- Task directions
Give the lines below again exactly, starting with the line that holds "19, 30, 36]));" and going on through the line that holds "assert_eq!(errors.len(), 2);".

- Input data
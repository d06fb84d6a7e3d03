//! Drives the JSON-RPC loop with an in-memory store and captured output.

use lotto6_mcp::connection::in_memory;
use lotto6_mcp::{AnalysisUseCase, ContactUseCase, DrawUseCase, MCPHandler, SimulationUseCase};
use serde_json::{Value, json};
use std::io::Cursor;
use std::sync::Arc;

async fn run(requests: &[Value]) -> Vec<Value> {
    let input = requests
        .iter()
        .map(|r| r.to_string())
        .collect::<Vec<_>>()
        .join("\n");
    run_raw(&input).await
}

async fn run_raw(input: &str) -> Vec<Value> {
    let conn = Arc::new(in_memory().unwrap());
    let handler = MCPHandler::new(
        Arc::new(DrawUseCase::new(Arc::clone(&conn))),
        Arc::new(ContactUseCase::new(Arc::clone(&conn))),
        Arc::new(SimulationUseCase::new(Arc::clone(&conn))),
        Arc::new(AnalysisUseCase::new(Arc::clone(&conn))),
    );

    let mut output = Vec::new();
    handler
        .serve(Cursor::new(input.to_string()), &mut output)
        .await
        .unwrap();

    String::from_utf8(output)
        .unwrap()
        .lines()
        .map(|line| serde_json::from_str(line).unwrap())
        .collect()
}

fn call(id: u64, tool: &str, arguments: Value) -> Value {
    json!({
        "jsonrpc": "2.0",
        "id": id,
        "method": "tools/call",
        "params": { "name": tool, "arguments": arguments }
    })
}

/// The JSON document a tool returned as its text content.
fn tool_body(response: &Value) -> Value {
    let text = response["result"]["content"][0]["text"].as_str().unwrap();
    serde_json::from_str(text).unwrap()
}

fn draw_fields() -> Value {
    json!({
        "date": "2025-06-21",
        "draw_day": "Samstag",
        "numbers": "7, 12, 16, 19, 30, 36",
        "super_number": 4,
        "spiel77": "3 1 6 8 5 3 4",
        "super6": "8 5 3 8 4 9"
    })
}

#[tokio::test]
async fn initialize_and_list_tools() {
    let responses = run(&[
        json!({"jsonrpc": "2.0", "id": 1, "method": "initialize"}),
        json!({"jsonrpc": "2.0", "method": "notifications/initialized"}),
        json!({"jsonrpc": "2.0", "id": 2, "method": "tools/list"}),
    ])
    .await;

    assert_eq!(responses.len(), 2);
    assert_eq!(
        responses[0]["result"]["serverInfo"]["name"],
        "lotto6-mcp-server"
    );
    let tools = responses[1]["result"]["tools"].as_array().unwrap();
    assert!(tools.iter().any(|t| t["name"] == "save_simulation"));
}

#[tokio::test]
async fn protocol_errors_use_json_rpc_codes() {
    let input = [
        "{not json".to_string(),
        json!({"jsonrpc": "2.0", "id": 1, "method": "resources/list"}).to_string(),
        json!({"jsonrpc": "2.0", "id": 2, "method": "tools/call"}).to_string(),
        call(3, "no_such_tool", json!({})).to_string(),
    ]
    .join("\n");
    let responses = run_raw(&input).await;

    assert_eq!(responses[0]["error"]["code"], -32700);
    assert!(responses[0]["id"].is_null());
    assert_eq!(responses[1]["error"]["code"], -32601);
    assert_eq!(responses[2]["error"]["code"], -32602);
    assert_eq!(responses[3]["error"]["code"], -32603);
}

#[tokio::test]
async fn draw_is_created_then_read_back() {
    let responses = run(&[
        call(1, "create_draw", json!({ "fields": draw_fields() })),
        call(2, "get_draw_by_date", json!({ "date": "2025-06-21" })),
        call(3, "create_draw", json!({ "fields": draw_fields() })),
    ])
    .await;

    assert_eq!(tool_body(&responses[0])["success"], true);

    let stored = tool_body(&responses[1]);
    assert_eq!(stored["result"]["numbers"], json!([7, 12, 16, 19, 30, 36]));
    assert_eq!(stored["result"]["draw_day"], "Samstag");

    assert_eq!(responses[2]["error"]["code"], -32603);
    let message = responses[2]["error"]["message"].as_str().unwrap();
    assert!(message.contains("already exists"));
}

#[tokio::test]
async fn invalid_draw_lists_every_field_error() {
    let mut fields = draw_fields();
    fields["draw_day"] = json!("Freitag");
    fields["numbers"] = json!("1, 2, 3, 4, 5, 50");

    let responses = run(&[call(1, "validate_draw", json!({ "fields": fields }))]).await;
    let body = tool_body(&responses[0]);

    assert_eq!(body["success"], false);
    let errors = body["errors"].as_array().unwrap();
    assert_eq!(errors.len(), 2);
    assert!(
        errors
            .iter()
            .any(|e| e["field"] == "draw_day" && e["kind"] == "format")
    );
    assert!(
        errors
            .iter()
            .any(|e| e["field"] == "numbers" && e["kind"] == "range")
    );
}

#[tokio::test]
async fn simulation_parameters_are_checked_per_type() {
    let responses = run(&[
        call(
            1,
            "validate_simulation_parameters",
            json!({
                "simulation_type": "mixed_strategy",
                "parameters": {
                    "number_of_simulations": 5,
                    "number_of_past_draws": 100,
                    "strategy_weights": {"frequency": 0.5, "overdue": 0.5}
                }
            }),
        ),
        call(
            2,
            "validate_simulation_parameters",
            json!({
                "simulation_type": "mixed_strategy",
                "parameters": {
                    "number_of_simulations": 5,
                    "number_of_past_draws": 100,
                    "strategy_weights": {"frequency": 0.5, "overdue": 0.3}
                }
            }),
        ),
    ])
    .await;

    let ok = tool_body(&responses[0]);
    assert_eq!(ok["valid"], true);
    assert_eq!(ok["parameters"]["simulation_type"], "mixed_strategy");
    assert_eq!(tool_body(&responses[1])["valid"], false);
}

#[tokio::test]
async fn saving_requires_a_user_and_respects_the_quota() {
    let save = |id: u64, name: &str, user: Option<&str>| {
        let mut arguments = json!({
            "simulation_type": "random",
            "simulation_name": name,
            "parameters": {"number_of_simulations": 2},
            "results": {"simulations": {"Sim_1": [1, 2, 3, 4, 5, 6]}}
        });
        if let Some(user) = user {
            arguments["user_id"] = json!(user);
        }
        call(id, "save_simulation", arguments)
    };

    let responses = run(&[
        save(1, "anonym", None),
        save(2, "erste", Some("user_1")),
        save(3, "zweite", Some("user_1")),
        call(4, "list_simulations", json!({ "user_id": "user_1" })),
    ])
    .await;

    assert_eq!(responses[0]["error"]["code"], -32603);
    assert_eq!(tool_body(&responses[1])["success"], true);

    let listed = tool_body(&responses[3]);
    let results = listed["results"].as_array().unwrap();
    assert_eq!(results.len(), 1);
    assert_eq!(results[0]["simulation"]["simulation_name"], "zweite");
    assert_eq!(results[0]["simulation_count"], 1);
}

#[tokio::test]
async fn contact_message_ignores_user_id_in_fields() {
    let responses = run(&[call(
        1,
        "submit_contact_message",
        json!({
            "user_id": "user_7",
            "fields": {
                "first_name": "Max",
                "last_name": "Mustermann",
                "email": "max@example.de",
                "message": "Hallo",
                "user_id": "someone_else"
            }
        }),
    )])
    .await;

    let body = tool_body(&responses[0]);
    assert_eq!(body["success"], true);
    assert_eq!(body["result"]["user_id"], "user_7");
}

#[tokio::test]
async fn analysis_is_saved_and_summarised() {
    let responses = run(&[
        call(
            1,
            "save_analysis",
            json!({
                "user_id": "user_1",
                "analysis_type": "frequently_seen",
                "analysis_name": "Top Zahlen",
                "results": {
                    "top_numbers": {"top_6": [6, 49, 31, 26, 33, 38]},
                    "metadata": {"total_draws_analyzed": 104}
                }
            }),
        ),
        call(2, "list_analyses", json!({ "user_id": "user_1" })),
    ])
    .await;

    assert_eq!(tool_body(&responses[0])["success"], true);
    let listed = tool_body(&responses[1]);
    let first = &listed["results"][0];
    assert_eq!(first["display_name"], "Häufige Zahlen");
    assert_eq!(first["draws_analyzed"], 104);
    assert_eq!(first["top_6"], json!([6, 49, 31, 26, 33, 38]));
}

- Exercise result
    assert_eq!(stored["result"]["numbers"], json!([7, 12, 16, 19, 30, 36]));
    assert_eq!(stored["result"]["draw_day"], "Samstag");

    assert_eq!(responses[2]["error"]["code"], -32603);
    let message = responses[2]["error"]["message"].as_str().unwrap();
    assert!(message.contains("already exists"));
}

#[tokio::test]
async fn invalid_draw_lists_every_field_error() {
    let mut fields = draw_fields();
    fields["draw_day"] = json!("Freitag");
    fields["numbers"] = json!("1, 2, 3, 4, 5, 50");

    let responses = run(&[call(1, "validate_draw", json!({ "fields": fields }))]).await;
    let body = tool_body(&responses[0]);

    assert_eq!(body["success"], false);
    let errors = body["errors"].as_array().unwrap();
    assert_eq!(errors.len(), 2);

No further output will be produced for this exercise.